**Assignment**. In the records that follow, the lines from the one containing "fn circle_path(&self, center: Vec2, radius: f32)" to the one containing "fn apply_font(&self, style: &TextStyle)", inclusive, are to be given again exactly.

[Stored items]
++++++++
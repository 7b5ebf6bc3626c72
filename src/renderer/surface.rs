//! Drawing surface abstraction
//!
//! `Canvas` is the primitive set the wheel painter needs. `Surface` adds the
//! visible target: clearing, painting into an offscreen image once, and
//! compositing that image with a rotation every frame.

use glam::Vec2;

use crate::error::RenderError;

/// RGBA color, channels 0-255 plus alpha 0-1
#[derive(Debug, Clone, Copy, PartialEq)]
pub struct Color {
    pub r: u8,
    pub g: u8,
    pub b: u8,
    pub a: f32,
}

impl Color {
    pub const WHITE: Color = Color::rgb(255, 255, 255);
    pub const BLACK: Color = Color::rgb(0, 0, 0);

    pub const fn rgb(r: u8, g: u8, b: u8) -> Self {
        Self { r, g, b, a: 1.0 }
    }

    pub const fn rgba(r: u8, g: u8, b: u8, a: f32) -> Self {
        Self { r, g, b, a }
    }

    /// Parse `#rrggbb`
    pub fn from_hex(hex: &str) -> Option<Self> {
        let h = hex.strip_prefix('#')?;
        if h.len() != 6 || !h.is_ascii() {
            return None;
        }
        let channel = |i: usize| u8::from_str_radix(&h[i..i + 2], 16).ok();
        Some(Self::rgb(channel(0)?, channel(2)?, channel(4)?))
    }

    /// Perceived brightness in [0, 1]
    pub fn luminance(&self) -> f32 {
        (0.299 * self.r as f32 + 0.587 * self.g as f32 + 0.114 * self.b as f32) / 255.0
    }

    /// Black on light colors, white on dark ones
    pub fn contrast(&self) -> Color {
        if self.luminance() > 0.5 {
            Color::BLACK
        } else {
            Color::WHITE
        }
    }

    /// CSS color string
    pub fn to_css(&self) -> String {
        if self.a >= 1.0 {
            format!("#{:02x}{:02x}{:02x}", self.r, self.g, self.b)
        } else {
            format!("rgba({}, {}, {}, {})", self.r, self.g, self.b, self.a)
        }
    }
}

#[derive(Debug, Clone, Copy, PartialEq, Eq)]
pub enum TextAlign {
    Left,
    Center,
    Right,
}

#[derive(Debug, Clone, Copy, PartialEq)]
pub struct TextStyle {
    pub font_px: f32,
    pub color: Color,
    pub align: TextAlign,
    pub bold: bool,
}

/// Primitive drawing operations. Angles are radians, clockwise from 3 o'clock.
pub trait Canvas {
    /// Pie slice from the center out to `radius`
    fn fill_wedge(&mut self, center: Vec2, radius: f32, start: f32, end: f32, color: Color);
    fn stroke_wedge(
        &mut self,
        center: Vec2,
        radius: f32,
        start: f32,
        end: f32,
        color: Color,
        width: f32,
    );
    fn fill_circle(&mut self, center: Vec2, radius: f32, color: Color);
    fn stroke_circle(&mut self, center: Vec2, radius: f32, color: Color, width: f32);
    /// Text anchored at `anchor`, rotated by `angle` around it, vertically centered
    fn fill_text(&mut self, text: &str, anchor: Vec2, angle: f32, style: &TextStyle);
    /// Rendered width of `text` in pixels
    fn measure_text(&self, text: &str, style: &TextStyle) -> f32;
}

/// A visible drawing target
pub trait Surface: Canvas {
    /// Offscreen image produced by `render_offscreen`
    type Image;

    fn clear(&mut self);
    /// Paint into a new offscreen image of `size`
    fn render_offscreen(
        &mut self,
        size: Vec2,
        paint: &mut dyn FnMut(&mut dyn Canvas),
    ) -> Result<Self::Image, RenderError>;
    /// Composite `image` centered at `center`, rotated by `rotation` radians
    fn draw_image(&mut self, image: &Self::Image, center: Vec2, rotation: f32);
}
//! HTML canvas surface
//!
//! Offscreen images are detached `<canvas>` elements sized for the device
//! pixel ratio; compositing draws one rotated about the wheel center.

use glam::Vec2;
use wasm_bindgen::JsCast;
use web_sys::{CanvasRenderingContext2d, HtmlCanvasElement};

use crate::error::RenderError;
use crate::renderer::{Canvas, Color, Surface, TextAlign, TextStyle};

fn backend(e: wasm_bindgen::JsValue) -> RenderError {
    RenderError::Backend(format!("{:?}", e))
}

fn context_2d(canvas: &HtmlCanvasElement) -> Result<CanvasRenderingContext2d, RenderError> {
    canvas
        .get_context("2d")
        .map_err(backend)?
        .ok_or(RenderError::SurfaceUnavailable)?
        .dyn_into::<CanvasRenderingContext2d>()
        .map_err(|_| RenderError::SurfaceUnavailable)
}

/// Size `canvas` for `logical` px at `dpr` and return a context in logical units
fn prepare(canvas: &HtmlCanvasElement, logical: Vec2, dpr: f64) -> Result<CanvasRenderingContext2d, RenderError> {
    canvas.set_width((logical.x as f64 * dpr) as u32);
    canvas.set_height((logical.y as f64 * dpr) as u32);
    let ctx = context_2d(canvas)?;
    ctx.scale(dpr, dpr).map_err(backend)?;
    Ok(ctx)
}

/// Canvas primitives over a 2D context
struct Context2d(CanvasRenderingContext2d);

impl Context2d {
    fn wedge_path(&self, center: Vec2, radius: f32, start: f32, end: f32) {
        let ctx = &self.0;
        ctx.begin_path();
        ctx.move_to(center.x as f64, center.y as f64);
        let _ = ctx.arc(center.x as f64, center.y as f64, radius as f64, start as f64, end as f64);
        ctx.close_path();
    }

    fn circle_path(&self, center: Vec2, radius: f32) {
        let ctx = &self.0;
        ctx.begin_path();
        let _ = ctx.arc(
            center.x as f64,
            center.y as f64,
            radius as f64,
            0.0,
            std::f64::consts::TAU,
        );
    }

    fn apply_font(&self, style: &TextStyle) {
        let weight = if style.bold { "bold" } else { "normal" };
        self.0
            .set_font(&format!("{} {}px Montserrat, sans-serif", weight, style.font_px));
    }
}

impl Canvas for Context2d {
    fn fill_wedge(&mut self, center: Vec2, radius: f32, start: f32, end: f32, color: Color) {
        self.wedge_path(center, radius, start, end);
        self.0.set_fill_style_str(&color.to_css());
        self.0.fill();
    }

    fn stroke_wedge(
        &mut self,
        center: Vec2,
        radius: f32,
        start: f32,
        end: f32,
        color: Color,
        width: f32,
    ) {
        self.wedge_path(center, radius, start, end);
        self.0.set_stroke_style_str(&color.to_css());
        self.0.set_line_width(width as f64);
        self.0.stroke();
    }

    fn fill_circle(&mut self, center: Vec2, radius: f32, color: Color) {
        self.circle_path(center, radius);
        self.0.set_fill_style_str(&color.to_css());
        self.0.fill();
    }

    fn stroke_circle(&mut self, center: Vec2, radius: f32, color: Color, width: f32) {
        self.circle_path(center, radius);
        self.0.set_stroke_style_str(&color.to_css());
        self.0.set_line_width(width as f64);
        self.0.stroke();
    }

    fn fill_text(&mut self, text: &str, anchor: Vec2, angle: f32, style: &TextStyle) {
        let ctx = &self.0;
        ctx.save();
        let _ = ctx.translate(anchor.x as f64, anchor.y as f64);
        let _ = ctx.rotate(angle as f64);
        self.apply_font(style);
        ctx.set_text_align(match style.align {
            TextAlign::Left => "left",
            TextAlign::Center => "center",
            TextAlign::Right => "right",
        });
        ctx.set_text_baseline("middle");
        ctx.set_fill_style_str(&style.color.to_css());
        let _ = ctx.fill_text(text, 0.0, 0.0);
        ctx.restore();
    }

    fn measure_text(&self, text: &str, style: &TextStyle) -> f32 {
        self.apply_font(style);
        self.0
            .measure_text(text)
            .map(|m| m.width() as f32)
            .unwrap_or(0.0)
    }
}

/// The visible wheel canvas
pub struct WebSurface {
    ctx: Context2d,
    size: Vec2,
    dpr: f64,
}

impl WebSurface {
    /// Take over `canvas` at `logical_size` CSS px
    pub fn new(canvas: &HtmlCanvasElement, logical_size: f32, dpr: f64) -> Result<Self, RenderError> {
        let size = Vec2::splat(logical_size);
        let ctx = prepare(canvas, size, dpr)?;
        log::info!("Canvas surface {}x{} @ {}x", size.x, size.y, dpr);
        Ok(Self {
            ctx: Context2d(ctx),
            size,
            dpr,
        })
    }
}

impl Canvas for WebSurface {
    fn fill_wedge(&mut self, center: Vec2, radius: f32, start: f32, end: f32, color: Color) {
        self.ctx.fill_wedge(center, radius, start, end, color);
    }

    fn stroke_wedge(
        &mut self,
        center: Vec2,
        radius: f32,
        start: f32,
        end: f32,
        color: Color,
        width: f32,
    ) {
        self.ctx.stroke_wedge(center, radius, start, end, color, width);
    }

    fn fill_circle(&mut self, center: Vec2, radius: f32, color: Color) {
        self.ctx.fill_circle(center, radius, color);
    }

    fn stroke_circle(&mut self, center: Vec2, radius: f32, color: Color, width: f32) {
        self.ctx.stroke_circle(center, radius, color, width);
    }

    fn fill_text(&mut self, text: &str, anchor: Vec2, angle: f32, style: &TextStyle) {
        self.ctx.fill_text(text, anchor, angle, style);
    }

    fn measure_text(&self, text: &str, style: &TextStyle) -> f32 {
        self.ctx.measure_text(text, style)
    }
}

impl Surface for WebSurface {
    type Image = HtmlCanvasElement;

    fn clear(&mut self) {
        self.ctx
            .0
            .clear_rect(0.0, 0.0, self.size.x as f64, self.size.y as f64);
    }

    fn render_offscreen(
        &mut self,
        size: Vec2,
        paint: &mut dyn FnMut(&mut dyn Canvas),
    ) -> Result<HtmlCanvasElement, RenderError> {
        let document = web_sys::window()
            .and_then(|w| w.document())
            .ok_or(RenderError::SurfaceUnavailable)?;
        let canvas: HtmlCanvasElement = document
            .create_element("canvas")
            .map_err(backend)?
            .dyn_into()
            .map_err(|_| RenderError::SurfaceUnavailable)?;

        let mut layer = Context2d(prepare(&canvas, size, self.dpr)?);
        paint(&mut layer);
        Ok(canvas)
    }

    fn draw_image(&mut self, image: &HtmlCanvasElement, center: Vec2, rotation: f32) {
        let ctx = &self.ctx.0;
        let w = image.width() as f64 / self.dpr;
        let h = image.height() as f64 / self.dpr;
        ctx.save();
        let _ = ctx.translate(center.x as f64, center.y as f64);
        let _ = ctx.rotate(rotation as f64);
        let _ = ctx.draw_image_with_html_canvas_element_and_dw_and_dh(image, -w / 2.0, -h / 2.0, w, h);
        ctx.restore();
    }
}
++++++++
**Reply**.
    fn circle_path(&self, center: Vec2, radius: f32) {
        let ctx = &self.0;
        ctx.begin_path();
        let _ = ctx.arc(
            center.x as f64,
            center.y as f64,
            radius as f64,
            0.0,
            std::f64::consts::TAU,
        );
    }

    fn apply_font(&self, style: &TextStyle) {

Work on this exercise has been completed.